WHAT NEEDS TO BE DONE - Find every line in the records below that holds the word "filename" and copy it.

DATASET EXCERPTS -
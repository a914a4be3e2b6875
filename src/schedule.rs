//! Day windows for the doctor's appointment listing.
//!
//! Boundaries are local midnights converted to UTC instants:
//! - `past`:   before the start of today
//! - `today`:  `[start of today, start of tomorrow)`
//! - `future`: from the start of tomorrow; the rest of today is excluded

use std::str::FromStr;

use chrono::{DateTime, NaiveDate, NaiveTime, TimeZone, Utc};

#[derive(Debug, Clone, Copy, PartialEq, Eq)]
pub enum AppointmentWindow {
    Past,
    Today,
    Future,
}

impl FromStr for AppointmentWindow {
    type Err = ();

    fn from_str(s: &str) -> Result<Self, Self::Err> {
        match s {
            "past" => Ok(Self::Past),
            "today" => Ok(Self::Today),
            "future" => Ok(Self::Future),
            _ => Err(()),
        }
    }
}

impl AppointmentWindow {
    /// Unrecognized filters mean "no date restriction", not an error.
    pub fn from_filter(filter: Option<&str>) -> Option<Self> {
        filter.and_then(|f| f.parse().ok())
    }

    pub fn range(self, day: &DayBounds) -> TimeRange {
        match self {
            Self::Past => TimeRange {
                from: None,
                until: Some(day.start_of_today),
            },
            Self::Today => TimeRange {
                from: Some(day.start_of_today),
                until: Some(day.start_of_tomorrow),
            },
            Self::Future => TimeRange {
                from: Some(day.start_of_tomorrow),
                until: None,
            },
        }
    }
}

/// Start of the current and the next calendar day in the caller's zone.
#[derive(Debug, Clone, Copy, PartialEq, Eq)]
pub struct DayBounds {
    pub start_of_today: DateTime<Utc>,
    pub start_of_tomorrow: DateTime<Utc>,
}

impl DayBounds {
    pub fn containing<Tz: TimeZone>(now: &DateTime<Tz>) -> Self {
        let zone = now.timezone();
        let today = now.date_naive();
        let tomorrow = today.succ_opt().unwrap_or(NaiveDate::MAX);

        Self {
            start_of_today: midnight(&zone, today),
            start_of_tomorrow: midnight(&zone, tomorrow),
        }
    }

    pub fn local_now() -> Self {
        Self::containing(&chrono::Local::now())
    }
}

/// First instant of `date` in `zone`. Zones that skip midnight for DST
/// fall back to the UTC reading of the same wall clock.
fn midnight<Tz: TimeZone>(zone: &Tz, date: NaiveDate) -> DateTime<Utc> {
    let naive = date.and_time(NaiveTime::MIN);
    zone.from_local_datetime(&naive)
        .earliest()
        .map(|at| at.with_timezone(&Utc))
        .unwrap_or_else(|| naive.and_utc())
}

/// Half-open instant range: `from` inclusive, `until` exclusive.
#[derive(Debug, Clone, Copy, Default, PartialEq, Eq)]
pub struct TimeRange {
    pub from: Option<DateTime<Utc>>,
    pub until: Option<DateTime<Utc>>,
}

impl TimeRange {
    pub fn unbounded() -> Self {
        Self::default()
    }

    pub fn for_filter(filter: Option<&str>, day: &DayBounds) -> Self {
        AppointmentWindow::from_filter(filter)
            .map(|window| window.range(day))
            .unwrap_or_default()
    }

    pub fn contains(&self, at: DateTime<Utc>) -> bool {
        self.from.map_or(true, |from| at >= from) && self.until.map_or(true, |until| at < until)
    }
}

==

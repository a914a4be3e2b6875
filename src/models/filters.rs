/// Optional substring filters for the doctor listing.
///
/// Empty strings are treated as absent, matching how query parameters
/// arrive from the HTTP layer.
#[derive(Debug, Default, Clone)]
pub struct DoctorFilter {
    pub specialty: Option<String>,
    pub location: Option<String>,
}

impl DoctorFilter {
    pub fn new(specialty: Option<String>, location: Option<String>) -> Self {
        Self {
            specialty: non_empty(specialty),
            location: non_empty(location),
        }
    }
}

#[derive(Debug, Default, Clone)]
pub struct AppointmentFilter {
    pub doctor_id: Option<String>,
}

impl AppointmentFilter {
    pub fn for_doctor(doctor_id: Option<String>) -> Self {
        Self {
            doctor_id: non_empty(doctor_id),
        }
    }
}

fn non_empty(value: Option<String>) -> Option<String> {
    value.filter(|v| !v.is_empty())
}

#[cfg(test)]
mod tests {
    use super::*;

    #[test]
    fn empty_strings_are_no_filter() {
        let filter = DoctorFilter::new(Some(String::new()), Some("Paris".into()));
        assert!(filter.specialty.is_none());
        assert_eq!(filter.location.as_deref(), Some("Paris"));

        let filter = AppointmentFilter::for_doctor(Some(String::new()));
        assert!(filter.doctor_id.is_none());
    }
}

--

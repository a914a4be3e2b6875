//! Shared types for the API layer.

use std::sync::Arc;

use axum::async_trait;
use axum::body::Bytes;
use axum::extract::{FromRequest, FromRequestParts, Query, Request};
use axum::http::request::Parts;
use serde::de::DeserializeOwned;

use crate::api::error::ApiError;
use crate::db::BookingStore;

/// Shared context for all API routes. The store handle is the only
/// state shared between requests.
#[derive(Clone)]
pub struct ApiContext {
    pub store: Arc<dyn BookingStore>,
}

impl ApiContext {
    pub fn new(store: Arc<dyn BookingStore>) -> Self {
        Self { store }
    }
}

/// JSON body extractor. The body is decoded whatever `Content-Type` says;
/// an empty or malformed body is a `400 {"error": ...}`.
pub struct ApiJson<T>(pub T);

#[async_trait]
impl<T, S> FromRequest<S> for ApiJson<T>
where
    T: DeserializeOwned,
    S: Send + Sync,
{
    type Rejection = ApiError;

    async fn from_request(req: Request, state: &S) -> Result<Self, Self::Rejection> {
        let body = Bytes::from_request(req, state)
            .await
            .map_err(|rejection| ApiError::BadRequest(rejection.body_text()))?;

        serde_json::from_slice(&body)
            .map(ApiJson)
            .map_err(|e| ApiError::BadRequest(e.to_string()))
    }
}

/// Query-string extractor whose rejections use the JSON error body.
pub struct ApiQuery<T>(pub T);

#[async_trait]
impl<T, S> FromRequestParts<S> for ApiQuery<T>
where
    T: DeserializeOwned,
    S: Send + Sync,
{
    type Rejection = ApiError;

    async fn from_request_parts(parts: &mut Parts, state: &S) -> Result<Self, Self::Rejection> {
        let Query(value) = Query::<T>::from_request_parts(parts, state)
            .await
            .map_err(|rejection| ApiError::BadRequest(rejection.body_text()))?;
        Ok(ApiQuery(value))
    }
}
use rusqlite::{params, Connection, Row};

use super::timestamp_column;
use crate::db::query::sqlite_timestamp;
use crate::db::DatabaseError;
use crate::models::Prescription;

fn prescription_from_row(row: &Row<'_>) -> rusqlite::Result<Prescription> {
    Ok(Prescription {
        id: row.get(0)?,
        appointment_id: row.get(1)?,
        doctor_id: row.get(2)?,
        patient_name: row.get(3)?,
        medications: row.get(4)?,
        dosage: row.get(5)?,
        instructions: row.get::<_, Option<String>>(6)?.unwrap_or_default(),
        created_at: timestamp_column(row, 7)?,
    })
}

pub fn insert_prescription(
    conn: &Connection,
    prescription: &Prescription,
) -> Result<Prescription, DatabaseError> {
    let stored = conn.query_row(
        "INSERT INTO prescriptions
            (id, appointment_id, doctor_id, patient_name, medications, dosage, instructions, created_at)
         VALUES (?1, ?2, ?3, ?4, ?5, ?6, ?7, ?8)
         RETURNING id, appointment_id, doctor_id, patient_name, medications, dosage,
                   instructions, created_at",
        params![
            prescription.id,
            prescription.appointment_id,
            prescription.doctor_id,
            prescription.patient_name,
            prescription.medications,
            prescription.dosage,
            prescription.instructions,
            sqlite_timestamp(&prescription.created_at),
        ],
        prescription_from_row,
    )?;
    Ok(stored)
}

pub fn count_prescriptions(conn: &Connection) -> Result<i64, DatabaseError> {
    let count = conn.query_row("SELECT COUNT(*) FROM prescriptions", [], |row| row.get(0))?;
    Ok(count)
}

RESULT FOR THIS TASK -
filename src/schedule.rs
filename src/models/filters.rs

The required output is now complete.